//! Cell edits applied to a worksheet part by streaming its XML
//!
//! Only the `<c>` elements named by a patch are rewritten. Everything else,
//! including formulas in other cells, row attributes and the parts of the
//! worksheet outside `<sheetData>`, is copied through unchanged. Cells and rows
//! that do not exist yet are inserted in sorted position.

use quick_xml::events::{BytesEnd, BytesStart, BytesText, Event};
use quick_xml::{Reader, Writer};
use std::borrow::Cow;
use std::collections::BTreeMap;
use std::io::BufRead;

use super::cell_ref::{CellRef, cell_name};
use super::worksheet::{CellAttrs, row_number};
use crate::error::{ConvertError, Result};
use crate::value::CellValue;

/// A single cell edit
#[derive(Debug, Clone, PartialEq)]
pub enum CellPatch {
    /// Remove value and formula, keep the cell style
    Clear,
    /// Write a literal value, dropping any formula
    Set(CellValue),
}

/// Pending edits of one worksheet, in row-major order
#[derive(Debug, Clone, Default)]
pub struct CellPatches {
    cells: BTreeMap<(u32, u32), CellPatch>,
}

impl CellPatches {
    pub fn new() -> Self {
        Self::default()
    }

    pub fn is_empty(&self) -> bool {
        self.cells.is_empty()
    }

    pub fn len(&self) -> usize {
        self.cells.len()
    }

    /// Insert/replace the edit of one cell
    pub fn set(&mut self, cell: CellRef, value: CellValue) {
        self.cells.insert((cell.row, cell.col), CellPatch::Set(value));
    }

    pub fn clear(&mut self, cell: CellRef) {
        self.cells.insert((cell.row, cell.col), CellPatch::Clear);
    }

    pub fn get(&self, cell: CellRef) -> Option<&CellPatch> {
        self.cells.get(&(cell.row, cell.col))
    }

    /// Patches grouped by 1-based row number, columns ascending
    fn by_row(&self) -> BTreeMap<u32, Vec<(u32, &CellPatch)>> {
        let mut rows: BTreeMap<u32, Vec<(u32, &CellPatch)>> = BTreeMap::new();
        for (&(row, col), patch) in &self.cells {
            rows.entry(row + 1).or_default().push((col, patch));
        }
        rows
    }
}

type RowPatches<'p> = BTreeMap<u32, Vec<(u32, &'p CellPatch)>>;

/// Rewrite a worksheet part with `patches` applied
pub(crate) fn patch_worksheet_xml(part: &str, original: &[u8], patches: &CellPatches) -> Result<Vec<u8>> {
    let mut rows = patches.by_row();
    let mut reader = Reader::from_reader(original);
    reader.config_mut().trim_text(false);
    let mut writer = Writer::new(Vec::with_capacity(original.len() + patches.len() * 64));
    let mut buf = Vec::new();

    loop {
        match reader.read_event_into(&mut buf)? {
            Event::Start(e) if e.local_name().as_ref() == b"sheetData" => {
                writer.write_event(Event::Start(e))?;
                patch_sheet_data(part, &mut reader, &mut writer, &mut rows)?;
            }
            Event::Empty(e) if e.local_name().as_ref() == b"sheetData" => {
                if has_writable_rows(&rows) {
                    let name = String::from_utf8_lossy(e.name().as_ref()).into_owned();
                    writer.write_event(Event::Start(e))?;
                    flush_rows(&mut writer, &mut rows, None)?;
                    writer.write_event(Event::End(BytesEnd::new(name)))?;
                } else {
                    writer.write_event(Event::Empty(e))?;
                }
            }
            Event::Eof => break,
            e => writer.write_event(e)?,
        }
        buf.clear();
    }

    Ok(writer.into_inner())
}

fn has_writable_rows(rows: &RowPatches) -> bool {
    rows.values()
        .flatten()
        .any(|(_, patch)| !matches!(patch, CellPatch::Clear))
}

fn patch_sheet_data<R: BufRead>(
    part: &str,
    reader: &mut Reader<R>,
    writer: &mut Writer<Vec<u8>>,
    rows: &mut RowPatches,
) -> Result<()> {
    let mut buf = Vec::new();
    let mut last_row = 0u32;

    loop {
        match reader.read_event_into(&mut buf)? {
            Event::Start(e) if e.local_name().as_ref() == b"row" => {
                let row_num = row_number(&e)?.unwrap_or(last_row + 1);
                last_row = row_num;
                flush_rows(writer, rows, Some(row_num))?;

                writer.write_event(Event::Start(e))?;
                if let Some(cells) = rows.remove(&row_num) {
                    // patch_row writes the closing </row>
                    patch_row(part, reader, writer, row_num, &cells)?;
                }
            }
            Event::Empty(e) if e.local_name().as_ref() == b"row" => {
                let row_num = row_number(&e)?.unwrap_or(last_row + 1);
                last_row = row_num;
                flush_rows(writer, rows, Some(row_num))?;

                match rows.remove(&row_num) {
                    Some(cells) if cells.iter().any(|(_, p)| !matches!(p, CellPatch::Clear)) => {
                        let name = String::from_utf8_lossy(e.name().as_ref()).into_owned();
                        writer.write_event(Event::Start(e))?;
                        for (col, patch) in cells {
                            write_new_cell(writer, row_num, col, patch)?;
                        }
                        writer.write_event(Event::End(BytesEnd::new(name)))?;
                    }
                    _ => writer.write_event(Event::Empty(e))?,
                }
            }
            Event::End(e) if e.local_name().as_ref() == b"sheetData" => {
                flush_rows(writer, rows, None)?;
                writer.write_event(Event::End(e))?;
                return Ok(());
            }
            Event::Eof => {
                return Err(ConvertError::invalid_template(
                    part,
                    "unexpected end of file inside <sheetData>",
                ));
            }
            e => writer.write_event(e)?,
        }
        buf.clear();
    }
}

fn patch_row<R: BufRead>(
    part: &str,
    reader: &mut Reader<R>,
    writer: &mut Writer<Vec<u8>>,
    row_num: u32,
    cells: &[(u32, &CellPatch)],
) -> Result<()> {
    let mut buf = Vec::new();
    let mut next = 0usize;
    let mut next_col = 0u32;

    loop {
        match reader.read_event_into(&mut buf)? {
            Event::Start(e) if e.local_name().as_ref() == b"c" => {
                let attrs = CellAttrs::parse(&e)?;
                let col = attrs.position.map_or(next_col, |(_, col)| col);
                next_col = col + 1;
                next = write_cells_before(writer, row_num, cells, next, col)?;

                if let Some((_, patch)) = cells.get(next).filter(|(c, _)| *c == col) {
                    next += 1;
                    skip_element(part, reader)?;
                    write_cell(writer, row_num, col, patch, attrs.style.as_deref())?;
                } else {
                    writer.write_event(Event::Start(e))?;
                }
            }
            Event::Empty(e) if e.local_name().as_ref() == b"c" => {
                let attrs = CellAttrs::parse(&e)?;
                let col = attrs.position.map_or(next_col, |(_, col)| col);
                next_col = col + 1;
                next = write_cells_before(writer, row_num, cells, next, col)?;

                if let Some((_, patch)) = cells.get(next).filter(|(c, _)| *c == col) {
                    next += 1;
                    write_cell(writer, row_num, col, patch, attrs.style.as_deref())?;
                } else {
                    writer.write_event(Event::Empty(e))?;
                }
            }
            Event::End(e) if e.local_name().as_ref() == b"row" => {
                write_cells_before(writer, row_num, cells, next, u32::MAX)?;
                writer.write_event(Event::End(e))?;
                return Ok(());
            }
            Event::Eof => {
                return Err(ConvertError::invalid_template(
                    part,
                    format!("unexpected end of file inside row {}", row_num),
                ));
            }
            e => writer.write_event(e)?,
        }
        buf.clear();
    }
}

/// Insert patched cells that sort before `col` and do not exist in the row
fn write_cells_before(
    writer: &mut Writer<Vec<u8>>,
    row_num: u32,
    cells: &[(u32, &CellPatch)],
    mut next: usize,
    col: u32,
) -> Result<usize> {
    while let Some((patch_col, patch)) = cells.get(next).filter(|(c, _)| *c < col) {
        write_new_cell(writer, row_num, *patch_col, patch)?;
        next += 1;
    }
    Ok(next)
}

/// Write whole new rows for patches above `limit` (all of them when None)
fn flush_rows(writer: &mut Writer<Vec<u8>>, rows: &mut RowPatches, limit: Option<u32>) -> Result<()> {
    while let Some((&row_num, _)) = rows.first_key_value() {
        if limit.is_some_and(|limit| row_num >= limit) {
            break;
        }
        let Some((row_num, cells)) = rows.pop_first() else {
            break;
        };
        if cells.iter().all(|(_, patch)| matches!(patch, CellPatch::Clear)) {
            continue;
        }

        let mut row = BytesStart::new("row");
        row.push_attribute(("r", row_num.to_string().as_str()));
        writer.write_event(Event::Start(row))?;
        for (col, patch) in cells {
            write_new_cell(writer, row_num, col, patch)?;
        }
        writer.write_event(Event::End(BytesEnd::new("row")))?;
    }
    Ok(())
}

/// Consume events up to and including the `</c>` closing the current cell
fn skip_element<R: BufRead>(part: &str, reader: &mut Reader<R>) -> Result<()> {
    let mut buf = Vec::new();
    let mut depth = 1usize;
    loop {
        match reader.read_event_into(&mut buf)? {
            Event::Start(_) => depth += 1,
            Event::End(_) => {
                depth -= 1;
                if depth == 0 {
                    return Ok(());
                }
            }
            Event::Eof => {
                return Err(ConvertError::invalid_template(
                    part,
                    "unexpected end of file inside a cell",
                ));
            }
            _ => {}
        }
        buf.clear();
    }
}

fn write_new_cell(writer: &mut Writer<Vec<u8>>, row_num: u32, col: u32, patch: &CellPatch) -> Result<()> {
    // Clearing a cell that does not exist is a no-op
    if matches!(patch, CellPatch::Clear) {
        return Ok(());
    }
    write_cell(writer, row_num, col, patch, None)
}

fn write_cell(
    writer: &mut Writer<Vec<u8>>,
    row_num: u32,
    col: u32,
    patch: &CellPatch,
    style: Option<&str>,
) -> Result<()> {
    let reference = cell_name(row_num - 1, col);
    let mut start = BytesStart::new("c");
    start.push_attribute(("r", reference.as_str()));
    if let Some(style) = style {
        start.push_attribute(("s", style));
    }

    match patch {
        CellPatch::Clear | CellPatch::Set(CellValue::Empty) => {
            writer.write_event(Event::Empty(start))?;
        }
        CellPatch::Set(CellValue::Number(n)) if n.is_finite() => {
            writer.write_event(Event::Start(start))?;
            write_text_element(writer, "v", &n.to_string())?;
            writer.write_event(Event::End(BytesEnd::new("c")))?;
        }
        CellPatch::Set(CellValue::Boolean(b)) => {
            start.push_attribute(("t", "b"));
            writer.write_event(Event::Start(start))?;
            write_text_element(writer, "v", if *b { "1" } else { "0" })?;
            writer.write_event(Event::End(BytesEnd::new("c")))?;
        }
        CellPatch::Set(value) => {
            let raw = value.to_string();
            let text = escape_ooxml_text(&raw);
            start.push_attribute(("t", "inlineStr"));
            writer.write_event(Event::Start(start))?;
            writer.write_event(Event::Start(BytesStart::new("is")))?;
            let mut t = BytesStart::new("t");
            if text.starts_with(char::is_whitespace) || text.ends_with(char::is_whitespace) {
                t.push_attribute(("xml:space", "preserve"));
            }
            writer.write_event(Event::Start(t))?;
            writer.write_event(Event::Text(BytesText::new(&text)))?;
            writer.write_event(Event::End(BytesEnd::new("t")))?;
            writer.write_event(Event::End(BytesEnd::new("is")))?;
            writer.write_event(Event::End(BytesEnd::new("c")))?;
        }
    }
    Ok(())
}

/// Encode characters XML 1.0 cannot carry as `_xHHHH_`
///
/// A literal `_xHHHH_` in the input is protected as `_x005F_xHHHH_` so that
/// spreadsheet readers do not decode it.
fn escape_ooxml_text(text: &str) -> Cow<'_, str> {
    let needs_escape = text.chars().any(is_xml_forbidden) || text.contains("_x");
    if !needs_escape {
        return Cow::Borrowed(text);
    }

    let mut out = String::with_capacity(text.len() + 16);
    for (idx, ch) in text.char_indices() {
        if is_xml_forbidden(ch) {
            out.push_str(&format!("_x{:04X}_", ch as u32));
        } else if ch == '_' && is_escape_sequence(&text[idx..]) {
            out.push_str("_x005F_");
        } else {
            out.push(ch);
        }
    }
    Cow::Owned(out)
}

fn is_xml_forbidden(ch: char) -> bool {
    matches!(ch, '\u{0}'..='\u{8}' | '\u{B}' | '\u{C}' | '\u{E}'..='\u{1F}' | '\u{FFFE}' | '\u{FFFF}')
}

/// Whether `text` starts with `_xHHHH_`
fn is_escape_sequence(text: &str) -> bool {
    let bytes = text.as_bytes();
    bytes.len() >= 7
        && bytes[0] == b'_'
        && bytes[1] == b'x'
        && bytes[2..6].iter().all(u8::is_ascii_hexdigit)
        && bytes[6] == b'_'
}

fn write_text_element(writer: &mut Writer<Vec<u8>>, name: &str, text: &str) -> Result<()> {
    writer.write_event(Event::Start(BytesStart::new(name)))?;
    writer.write_event(Event::Text(BytesText::new(text)))?;
    writer.write_event(Event::End(BytesEnd::new(name)))?;
    Ok(())
}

===

What to do:
Nothing outside the span should appear: transcribe the lines from the one containing "bytes[6] == b'_'" through the last line of the records.

Response box:
        && bytes[6] == b'_'
}

fn write_text_element(writer: &mut Writer<Vec<u8>>, name: &str, text: &str) -> Result<()> {
    writer.write_event(Event::Start(BytesStart::new(name)))?;
    writer.write_event(Event::Text(BytesText::new(text)))?;
    writer.write_event(Event::End(BytesEnd::new(name)))?;
    Ok(())
}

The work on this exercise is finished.